TASK:
Scan the entries below. Report each line where the string "MemorySecretStore" occurs.

Dataset entries:
........

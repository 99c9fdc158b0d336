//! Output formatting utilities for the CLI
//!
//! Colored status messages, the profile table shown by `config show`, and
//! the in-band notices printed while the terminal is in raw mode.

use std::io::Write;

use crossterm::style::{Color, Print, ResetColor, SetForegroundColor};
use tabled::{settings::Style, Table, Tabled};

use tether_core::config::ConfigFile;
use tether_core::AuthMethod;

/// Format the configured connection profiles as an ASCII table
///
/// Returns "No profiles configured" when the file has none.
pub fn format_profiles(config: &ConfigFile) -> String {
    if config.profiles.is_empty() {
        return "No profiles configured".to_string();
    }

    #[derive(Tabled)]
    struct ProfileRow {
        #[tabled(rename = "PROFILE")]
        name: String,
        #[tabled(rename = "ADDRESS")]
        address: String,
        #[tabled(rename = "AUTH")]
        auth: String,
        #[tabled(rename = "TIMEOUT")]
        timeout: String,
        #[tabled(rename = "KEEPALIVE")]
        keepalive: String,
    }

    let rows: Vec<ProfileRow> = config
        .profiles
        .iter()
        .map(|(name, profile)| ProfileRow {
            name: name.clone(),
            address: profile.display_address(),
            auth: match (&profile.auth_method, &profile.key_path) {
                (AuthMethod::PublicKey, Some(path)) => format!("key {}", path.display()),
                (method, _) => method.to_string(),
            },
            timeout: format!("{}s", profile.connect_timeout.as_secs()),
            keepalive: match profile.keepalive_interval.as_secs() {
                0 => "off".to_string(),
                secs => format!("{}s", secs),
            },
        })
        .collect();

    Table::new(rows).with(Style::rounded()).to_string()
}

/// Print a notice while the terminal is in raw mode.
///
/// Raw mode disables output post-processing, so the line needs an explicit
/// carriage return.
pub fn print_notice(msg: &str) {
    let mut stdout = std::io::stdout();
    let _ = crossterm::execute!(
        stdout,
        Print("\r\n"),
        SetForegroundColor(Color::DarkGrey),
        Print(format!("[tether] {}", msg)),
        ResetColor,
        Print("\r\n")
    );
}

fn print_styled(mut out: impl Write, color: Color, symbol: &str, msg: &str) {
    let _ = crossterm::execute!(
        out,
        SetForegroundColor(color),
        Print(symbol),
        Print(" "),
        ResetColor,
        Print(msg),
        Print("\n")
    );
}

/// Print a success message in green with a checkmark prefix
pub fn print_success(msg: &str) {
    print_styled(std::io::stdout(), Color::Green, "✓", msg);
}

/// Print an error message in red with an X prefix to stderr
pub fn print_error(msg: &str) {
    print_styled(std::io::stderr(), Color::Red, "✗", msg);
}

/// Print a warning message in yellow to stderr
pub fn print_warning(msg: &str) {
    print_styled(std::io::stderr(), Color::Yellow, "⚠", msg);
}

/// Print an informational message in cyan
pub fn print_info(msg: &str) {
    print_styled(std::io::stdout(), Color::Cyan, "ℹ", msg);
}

........

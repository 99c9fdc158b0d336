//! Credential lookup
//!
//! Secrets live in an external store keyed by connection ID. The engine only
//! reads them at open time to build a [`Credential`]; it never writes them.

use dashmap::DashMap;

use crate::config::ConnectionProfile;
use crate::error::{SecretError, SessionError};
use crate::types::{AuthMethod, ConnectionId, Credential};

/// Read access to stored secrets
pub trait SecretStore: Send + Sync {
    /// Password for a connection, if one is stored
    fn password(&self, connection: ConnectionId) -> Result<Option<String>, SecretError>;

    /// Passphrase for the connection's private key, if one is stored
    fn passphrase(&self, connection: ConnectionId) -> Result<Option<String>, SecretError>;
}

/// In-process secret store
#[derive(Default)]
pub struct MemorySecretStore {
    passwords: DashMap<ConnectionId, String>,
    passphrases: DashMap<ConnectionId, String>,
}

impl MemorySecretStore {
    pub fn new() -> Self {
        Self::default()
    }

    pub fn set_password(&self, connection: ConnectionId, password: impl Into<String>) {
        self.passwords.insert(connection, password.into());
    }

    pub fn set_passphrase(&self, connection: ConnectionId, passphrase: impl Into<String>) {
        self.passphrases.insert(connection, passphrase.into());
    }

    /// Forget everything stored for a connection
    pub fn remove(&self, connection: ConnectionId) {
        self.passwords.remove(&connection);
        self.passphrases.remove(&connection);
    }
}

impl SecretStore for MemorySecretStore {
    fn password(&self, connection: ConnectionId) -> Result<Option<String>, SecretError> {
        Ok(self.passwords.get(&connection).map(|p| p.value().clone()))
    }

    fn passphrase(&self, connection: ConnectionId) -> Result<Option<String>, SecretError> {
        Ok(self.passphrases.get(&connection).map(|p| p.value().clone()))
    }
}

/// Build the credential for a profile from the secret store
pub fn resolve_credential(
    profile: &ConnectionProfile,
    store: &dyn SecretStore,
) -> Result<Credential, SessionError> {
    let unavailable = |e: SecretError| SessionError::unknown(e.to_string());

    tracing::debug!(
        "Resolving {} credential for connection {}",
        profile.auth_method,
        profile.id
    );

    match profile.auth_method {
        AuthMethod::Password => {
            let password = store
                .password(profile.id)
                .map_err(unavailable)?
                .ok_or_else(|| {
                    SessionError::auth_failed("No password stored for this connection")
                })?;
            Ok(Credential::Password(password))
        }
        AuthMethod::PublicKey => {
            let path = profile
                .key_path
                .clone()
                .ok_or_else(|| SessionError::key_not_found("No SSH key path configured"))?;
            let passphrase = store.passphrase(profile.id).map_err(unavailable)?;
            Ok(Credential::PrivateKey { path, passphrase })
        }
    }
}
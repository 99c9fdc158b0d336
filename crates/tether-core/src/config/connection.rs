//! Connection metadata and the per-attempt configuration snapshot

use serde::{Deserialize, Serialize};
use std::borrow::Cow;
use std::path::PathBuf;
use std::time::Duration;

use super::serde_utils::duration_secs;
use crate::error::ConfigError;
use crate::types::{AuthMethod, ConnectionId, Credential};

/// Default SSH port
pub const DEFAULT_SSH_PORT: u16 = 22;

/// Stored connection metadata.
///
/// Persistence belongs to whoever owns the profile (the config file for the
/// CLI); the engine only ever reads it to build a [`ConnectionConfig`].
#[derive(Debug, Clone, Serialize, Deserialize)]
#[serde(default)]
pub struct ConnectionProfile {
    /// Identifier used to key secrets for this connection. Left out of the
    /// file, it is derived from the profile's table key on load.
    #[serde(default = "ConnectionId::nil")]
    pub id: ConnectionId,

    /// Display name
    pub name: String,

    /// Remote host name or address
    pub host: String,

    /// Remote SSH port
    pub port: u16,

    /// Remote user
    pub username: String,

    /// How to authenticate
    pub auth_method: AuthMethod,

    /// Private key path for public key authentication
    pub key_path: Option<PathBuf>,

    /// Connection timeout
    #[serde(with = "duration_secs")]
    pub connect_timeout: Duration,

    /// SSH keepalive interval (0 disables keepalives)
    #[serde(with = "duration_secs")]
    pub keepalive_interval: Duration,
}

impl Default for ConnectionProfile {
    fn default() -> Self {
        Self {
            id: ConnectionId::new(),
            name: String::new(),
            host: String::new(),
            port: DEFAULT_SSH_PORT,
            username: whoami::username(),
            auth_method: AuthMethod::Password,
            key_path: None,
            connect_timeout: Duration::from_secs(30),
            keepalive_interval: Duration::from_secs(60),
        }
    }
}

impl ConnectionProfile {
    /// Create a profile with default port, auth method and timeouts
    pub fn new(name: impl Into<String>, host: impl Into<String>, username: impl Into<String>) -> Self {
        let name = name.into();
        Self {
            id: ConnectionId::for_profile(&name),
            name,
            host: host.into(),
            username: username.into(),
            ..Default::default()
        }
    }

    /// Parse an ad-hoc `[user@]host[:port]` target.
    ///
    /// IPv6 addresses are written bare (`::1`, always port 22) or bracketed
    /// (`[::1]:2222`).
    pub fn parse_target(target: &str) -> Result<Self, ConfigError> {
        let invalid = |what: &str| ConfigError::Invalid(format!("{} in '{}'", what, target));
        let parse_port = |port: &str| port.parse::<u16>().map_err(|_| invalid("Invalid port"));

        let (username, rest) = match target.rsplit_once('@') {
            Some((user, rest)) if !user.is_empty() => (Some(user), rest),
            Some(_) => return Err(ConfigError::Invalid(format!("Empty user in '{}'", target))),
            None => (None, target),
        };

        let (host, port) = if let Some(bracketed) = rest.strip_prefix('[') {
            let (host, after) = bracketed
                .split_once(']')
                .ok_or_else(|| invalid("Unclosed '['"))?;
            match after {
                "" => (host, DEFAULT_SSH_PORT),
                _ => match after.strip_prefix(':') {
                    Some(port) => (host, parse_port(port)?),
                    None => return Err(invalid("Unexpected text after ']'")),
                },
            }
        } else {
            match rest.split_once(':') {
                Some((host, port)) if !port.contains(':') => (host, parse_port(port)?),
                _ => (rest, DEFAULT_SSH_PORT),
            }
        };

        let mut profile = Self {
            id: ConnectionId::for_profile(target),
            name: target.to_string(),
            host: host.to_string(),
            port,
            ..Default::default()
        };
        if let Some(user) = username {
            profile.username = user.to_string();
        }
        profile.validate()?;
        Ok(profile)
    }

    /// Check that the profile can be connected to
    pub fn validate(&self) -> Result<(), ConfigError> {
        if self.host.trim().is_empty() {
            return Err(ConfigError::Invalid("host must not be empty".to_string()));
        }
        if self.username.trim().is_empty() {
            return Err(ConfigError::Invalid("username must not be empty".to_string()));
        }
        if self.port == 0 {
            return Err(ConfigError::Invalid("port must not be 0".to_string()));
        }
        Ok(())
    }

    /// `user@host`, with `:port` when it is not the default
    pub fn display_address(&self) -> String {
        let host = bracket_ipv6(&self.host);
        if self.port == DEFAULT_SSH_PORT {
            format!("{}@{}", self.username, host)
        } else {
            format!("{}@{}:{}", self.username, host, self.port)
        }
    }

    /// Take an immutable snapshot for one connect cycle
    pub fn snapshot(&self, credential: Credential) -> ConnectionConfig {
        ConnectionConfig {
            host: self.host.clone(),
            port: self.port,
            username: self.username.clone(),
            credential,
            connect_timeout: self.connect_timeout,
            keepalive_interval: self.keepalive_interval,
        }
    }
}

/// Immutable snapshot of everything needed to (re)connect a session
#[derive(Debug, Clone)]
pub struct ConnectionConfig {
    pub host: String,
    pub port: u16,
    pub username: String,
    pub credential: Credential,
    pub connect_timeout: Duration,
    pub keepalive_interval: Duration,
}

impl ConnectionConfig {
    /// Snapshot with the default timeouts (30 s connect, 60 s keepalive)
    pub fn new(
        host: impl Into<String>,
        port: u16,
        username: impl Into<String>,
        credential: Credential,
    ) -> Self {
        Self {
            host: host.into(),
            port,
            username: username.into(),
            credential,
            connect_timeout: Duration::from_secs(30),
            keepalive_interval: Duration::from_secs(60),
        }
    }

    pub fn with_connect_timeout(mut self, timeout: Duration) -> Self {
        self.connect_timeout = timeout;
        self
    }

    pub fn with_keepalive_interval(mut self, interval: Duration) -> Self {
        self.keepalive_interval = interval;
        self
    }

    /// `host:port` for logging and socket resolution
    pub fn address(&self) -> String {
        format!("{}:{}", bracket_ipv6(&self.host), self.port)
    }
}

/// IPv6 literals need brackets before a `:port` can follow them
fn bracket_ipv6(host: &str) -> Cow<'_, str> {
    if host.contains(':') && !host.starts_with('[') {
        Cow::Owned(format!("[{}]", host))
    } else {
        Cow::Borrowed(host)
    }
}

........

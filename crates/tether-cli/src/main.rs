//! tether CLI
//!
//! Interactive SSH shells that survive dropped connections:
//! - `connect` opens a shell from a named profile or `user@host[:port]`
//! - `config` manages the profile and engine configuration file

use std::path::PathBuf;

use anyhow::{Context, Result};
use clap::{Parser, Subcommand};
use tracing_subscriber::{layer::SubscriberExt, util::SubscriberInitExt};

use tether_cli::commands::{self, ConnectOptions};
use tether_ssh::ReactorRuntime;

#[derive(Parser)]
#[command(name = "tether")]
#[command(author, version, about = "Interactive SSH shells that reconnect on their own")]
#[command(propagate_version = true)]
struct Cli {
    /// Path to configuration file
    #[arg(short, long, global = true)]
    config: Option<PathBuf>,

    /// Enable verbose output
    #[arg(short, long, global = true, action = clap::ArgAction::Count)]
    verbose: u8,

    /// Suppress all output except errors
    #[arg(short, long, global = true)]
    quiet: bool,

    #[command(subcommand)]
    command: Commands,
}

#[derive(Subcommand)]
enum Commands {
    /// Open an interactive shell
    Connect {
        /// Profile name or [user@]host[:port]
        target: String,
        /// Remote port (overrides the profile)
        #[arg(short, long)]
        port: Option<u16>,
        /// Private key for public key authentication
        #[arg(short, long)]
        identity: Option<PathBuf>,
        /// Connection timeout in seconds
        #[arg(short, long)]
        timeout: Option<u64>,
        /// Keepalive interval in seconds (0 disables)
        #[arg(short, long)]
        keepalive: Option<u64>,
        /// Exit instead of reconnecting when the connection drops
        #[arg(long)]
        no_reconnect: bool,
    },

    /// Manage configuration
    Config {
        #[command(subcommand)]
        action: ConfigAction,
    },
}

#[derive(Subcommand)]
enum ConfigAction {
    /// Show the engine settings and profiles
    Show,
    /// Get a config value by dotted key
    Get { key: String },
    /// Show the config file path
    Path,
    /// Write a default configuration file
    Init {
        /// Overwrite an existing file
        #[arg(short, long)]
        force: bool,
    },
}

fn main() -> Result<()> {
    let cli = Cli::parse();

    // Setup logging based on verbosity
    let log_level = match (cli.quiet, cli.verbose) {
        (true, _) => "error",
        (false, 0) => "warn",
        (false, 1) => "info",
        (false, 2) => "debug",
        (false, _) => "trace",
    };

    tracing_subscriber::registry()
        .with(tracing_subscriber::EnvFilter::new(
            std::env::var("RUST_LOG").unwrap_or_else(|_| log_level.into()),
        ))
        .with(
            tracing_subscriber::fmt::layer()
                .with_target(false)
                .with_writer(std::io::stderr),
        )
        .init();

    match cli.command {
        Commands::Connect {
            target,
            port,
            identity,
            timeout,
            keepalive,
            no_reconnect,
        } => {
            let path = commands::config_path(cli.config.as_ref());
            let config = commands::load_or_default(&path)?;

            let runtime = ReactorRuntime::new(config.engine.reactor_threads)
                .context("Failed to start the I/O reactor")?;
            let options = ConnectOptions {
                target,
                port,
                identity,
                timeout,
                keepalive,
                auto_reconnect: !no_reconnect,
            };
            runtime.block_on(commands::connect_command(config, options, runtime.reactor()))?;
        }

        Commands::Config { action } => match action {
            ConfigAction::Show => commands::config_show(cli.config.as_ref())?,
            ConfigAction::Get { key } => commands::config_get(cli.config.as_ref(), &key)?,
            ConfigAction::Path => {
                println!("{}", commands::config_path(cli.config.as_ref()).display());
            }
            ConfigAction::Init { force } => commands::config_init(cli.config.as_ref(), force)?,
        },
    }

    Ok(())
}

........

WRITTEN RESPONSE:
pub struct MemorySecretStore {
impl MemorySecretStore {
impl SecretStore for MemorySecretStore {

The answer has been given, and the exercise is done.